With some rare exceptions here and there, but a girlfriend won't usually present itself to you on a silver platter.

Also, if you're too anxious or paranoid, not having a girlfriend is the least of your concerns.
Step 1 is starting to get over these issues, getting a girlfriend is step 10.

What makes a guy 'quality'?

You don't. Can you please stop making these threads?

Browse any of your archived threads, you should find many answers. Do you really need to hear the same thing ad nauseam? I will just tell you that a man who is too anxious and paranoid to ask a girl out is decidedly not a quality guy.

I have some days where I'm mostly fine and others where I feel like everyone is starring at me while walking on the street.
I'm mostly fine in communications, may seem just a bit weird but nothing out of the ordinary. I can even hold a conversation with a girl but when it comes to romance and asking someone out it all goes away. I can never ask someone out out of fear of rejection and gossip it would bring.

One could list couple traits (ambition, confidence, sense of humour, wit, looks, etc) but it's basically about being a person others want to be around and spend their time with. Most simple way to accomplish it, would be pursuing your own goals.

Why do you think this doesn't vary girl to girl?

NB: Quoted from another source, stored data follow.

//! In-memory embedding index over one ingested document.
//!
//! Each chunk is embedded once at build time; queries are ranked by
//! cosine similarity against the stored chunk vectors. One index holds
//! exactly one document; re-indexing builds a fresh index that the
//! session swaps in only on success.

use chrono::{DateTime, Utc};

use sd_backends::EmbeddingClient;
use sd_domain::error::{Error, Result};

use crate::chunk::split_text;

// ━━━━━━━━━━━━━━━━━━━━━━━━━━━━━━━━━━━━━━━━━━━━━━━━━━━━━━━━━━━━━━━━━━
// Vector math
// ━━━━━━━━━━━━━━━━━━━━━━━━━━━━━━━━━━━━━━━━━━━━━━━━━━━━━━━━━━━━━━━━━━

/// Cosine similarity between a query embedding and a chunk embedding,
/// in `[-1.0, 1.0]`.
///
/// Degenerate inputs (dimension mismatch, zero magnitude) score `0.0`,
/// which [`DocumentIndex::search`] filters out, so they rank below
/// every real match.
pub fn cosine_similarity(query: &[f32], chunk: &[f32]) -> f32 {
    if query.len() != chunk.len() {
        tracing::warn!(
            query_dims = query.len(),
            chunk_dims = chunk.len(),
            "embedding dimension mismatch, scoring chunk as irrelevant"
        );
        return 0.0;
    }

    let mut dot = 0.0f32;
    let mut norm_q = 0.0f32;
    let mut norm_c = 0.0f32;
    for (q, c) in query.iter().zip(chunk) {
        dot += q * c;
        norm_q += q * q;
        norm_c += c * c;
    }

    if norm_q == 0.0 || norm_c == 0.0 {
        return 0.0;
    }

    dot / (norm_q.sqrt() * norm_c.sqrt())
}

// ━━━━━━━━━━━━━━━━━━━━━━━━━━━━━━━━━━━━━━━━━━━━━━━━━━━━━━━━━━━━━━━━━━
// Document index
// ━━━━━━━━━━━━━━━━━━━━━━━━━━━━━━━━━━━━━━━━━━━━━━━━━━━━━━━━━━━━━━━━━━

/// One indexed chunk with its embedding vector.
#[derive(Debug, Clone)]
struct IndexedChunk {
    text: String,
    embedding: Vec<f32>,
}

/// An opaque, queryable structure built from one ingested document.
#[derive(Debug)]
pub struct DocumentIndex {
    doc_name: String,
    chunks: Vec<IndexedChunk>,
    indexed_at: DateTime<Utc>,
}

impl DocumentIndex {
    /// Chunk, embed, and index a document's text content.
    ///
    /// All failures (empty document, embedding backend errors, vector
    /// count mismatch) map to [`Error::Ingestion`] so a failed build
    /// never replaces a previously active index.
    pub async fn build(
        doc_name: &str,
        text: &str,
        chunk_size: usize,
        chunk_overlap: usize,
        embedder: &dyn EmbeddingClient,
    ) -> Result<Self> {
        let chunk_texts = split_text(text, chunk_size, chunk_overlap);
        if chunk_texts.is_empty() {
            return Err(Error::Ingestion(format!(
                "document '{doc_name}' contains no indexable text"
            )));
        }

        let embeddings = embedder
            .embed(&chunk_texts)
            .await
            .map_err(|e| Error::Ingestion(format!("embedding chunks failed: {e}")))?;

        if embeddings.len() != chunk_texts.len() {
            return Err(Error::Ingestion(format!(
                "embedding count mismatch: {} chunks, {} vectors",
                chunk_texts.len(),
                embeddings.len()
            )));
        }

        let chunks = chunk_texts
            .into_iter()
            .zip(embeddings)
            .map(|(text, embedding)| IndexedChunk { text, embedding })
            .collect::<Vec<_>>();

        tracing::info!(
            doc = %doc_name,
            chunks = chunks.len(),
            "document indexed"
        );

        Ok(Self {
            doc_name: doc_name.to_string(),
            chunks,
            indexed_at: Utc::now(),
        })
    }

    /// Return the `top_k` most similar chunks for a query embedding,
    /// best first. Chunks with non-positive similarity are excluded —
    /// an empty result signals "no relevant content found".
    pub fn search(&self, query_embedding: &[f32], top_k: usize) -> Vec<&str> {
        let mut scored: Vec<(f32, &str)> = self
            .chunks
            .iter()
            .map(|c| (cosine_similarity(query_embedding, &c.embedding), c.text.as_str()))
            .filter(|(score, _)| *score > 0.0)
            .collect();

        scored.sort_by(|a, b| b.0.partial_cmp(&a.0).unwrap_or(std::cmp::Ordering::Equal));
        scored.truncate(top_k);
        scored.into_iter().map(|(_, text)| text).collect()
    }

    pub fn doc_name(&self) -> &str {
        &self.doc_name
    }

    pub fn chunk_count(&self) -> usize {
        self.chunks.len()
    }

    pub fn indexed_at(&self) -> DateTime<Utc> {
        self.indexed_at
    }
}

// ━━━━━━━━━━━━━━━━━━━━━━━━━━━━━━━━━━━━━━━━━━━━━━━━━━━━━━━━━━━━━━━━━━
// Tests
// ━━━━━━━━━━━━━━━━━━━━━━━━━━━━━━━━━━━━━━━━━━━━━━━━━━━━━━━━━━━━━━━━━━

#[cfg(test)]
mod tests {
    use super::*;
    use sd_domain::error::Result;

    /// Embedder that maps each text to a fixed-direction vector based on
    /// a keyword, so similarity ranking is deterministic.
    struct KeywordEmbedder;

    #[async_trait::async_trait]
    impl EmbeddingClient for KeywordEmbedder {
        async fn embed(&self, texts: &[String]) -> Result<Vec<Vec<f32>>> {
            Ok(texts
                .iter()
                .map(|t| {
                    if t.contains("password") {
                        vec![1.0, 0.0, 0.0]
                    } else if t.contains("billing") {
                        vec![0.0, 1.0, 0.0]
                    } else {
                        vec![0.0, 0.0, 1.0]
                    }
                })
                .collect())
        }
    }

    struct FailingEmbedder;

    #[async_trait::async_trait]
    impl EmbeddingClient for FailingEmbedder {
        async fn embed(&self, _texts: &[String]) -> Result<Vec<Vec<f32>>> {
            Err(Error::Http("connection refused".into()))
        }
    }

    #[test]
    fn cosine_similarity_identical_vectors() {
        let a = vec![1.0, 2.0, 3.0];
        let sim = cosine_similarity(&a, &a);
        assert!((sim - 1.0).abs() < 1e-6);
    }

    #[test]
    fn cosine_similarity_orthogonal_vectors() {
        let sim = cosine_similarity(&[1.0, 0.0], &[0.0, 1.0]);
        assert!(sim.abs() < 1e-6);
    }

    #[test]
    fn cosine_similarity_zero_vector_returns_zero() {
        let sim = cosine_similarity(&[0.0, 0.0], &[1.0, 2.0]);
        assert!(sim.abs() < 1e-6);
    }

    #[test]
    fn cosine_similarity_mismatched_lengths_returns_zero() {
        let sim = cosine_similarity(&[1.0], &[1.0, 2.0]);
        assert!(sim.abs() < 1e-6);
    }

    #[tokio::test]
    async fn build_and_search_ranks_by_similarity() {
        let text = "To reset your password open settings. \
                    For billing questions contact accounts. \
                    Shipping takes three days.";
        let index = DocumentIndex::build("manual.txt", text, 40, 5, &KeywordEmbedder)
            .await
            .unwrap();

        assert!(index.chunk_count() >= 2);

        // A "password"-direction query should rank the password chunk first.
        let results = index.search(&[1.0, 0.0, 0.0], 2);
        assert!(!results.is_empty());
        assert!(results[0].contains("password"));
    }

    #[tokio::test]
    async fn build_empty_document_is_ingestion_error() {
        let err = DocumentIndex::build("empty.txt", "   ", 500, 50, &KeywordEmbedder)
            .await
            .unwrap_err();
        assert!(matches!(err, Error::Ingestion(_)));
    }

    #[tokio::test]
    async fn build_backend_failure_is_ingestion_error() {
        let err = DocumentIndex::build("doc.txt", "some content", 500, 50, &FailingEmbedder)
            .await
            .unwrap_err();
        assert!(matches!(err, Error::Ingestion(_)));
    }

    #[tokio::test]
    async fn search_with_no_positive_similarity_is_empty() {
        let index = DocumentIndex::build("doc.txt", "billing info here", 500, 50, &KeywordEmbedder)
            .await
            .unwrap();
        // Orthogonal query direction: similarity 0 everywhere.
        let results = index.search(&[1.0, 0.0, 0.0], 4);
        assert!(results.is_empty());
    }
}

Some one one who will bridal carry her to bed gently every night and some want to be garroted with pillowcases and rammed up the poop chute while being called Daddy's Little Whore.

General quality traits are adaptability, open-minded essence and confidence in your beliefs (but compounded by the former two so as to ensure you're not just a stuck up prick).

Good points to avoid are putting pressure on people, being overly dependant on others and being quick, or apt, to blame others for problems to which you could simply hold yourself accountable.

In a word, moderation and balance will get you further than dealing in narrow extremes or singular concepts. If nothing, a well-rounded approach enables a wider variety of samples and experiences.

This is my first thread of this kind on Jow Forums. Also is not me ( OP ).

Sorry, my bad, I thought you are that fag OP

I've been pursuing my own goals for my entire life with no interest from women. Seems like there's something else to be done.

How would you even begin to show these qualities to a woman for her to want to become my girlfriend?

>I've been pursuing my own goals for my entire life
Does anyone know? How's your progress? How big the goals?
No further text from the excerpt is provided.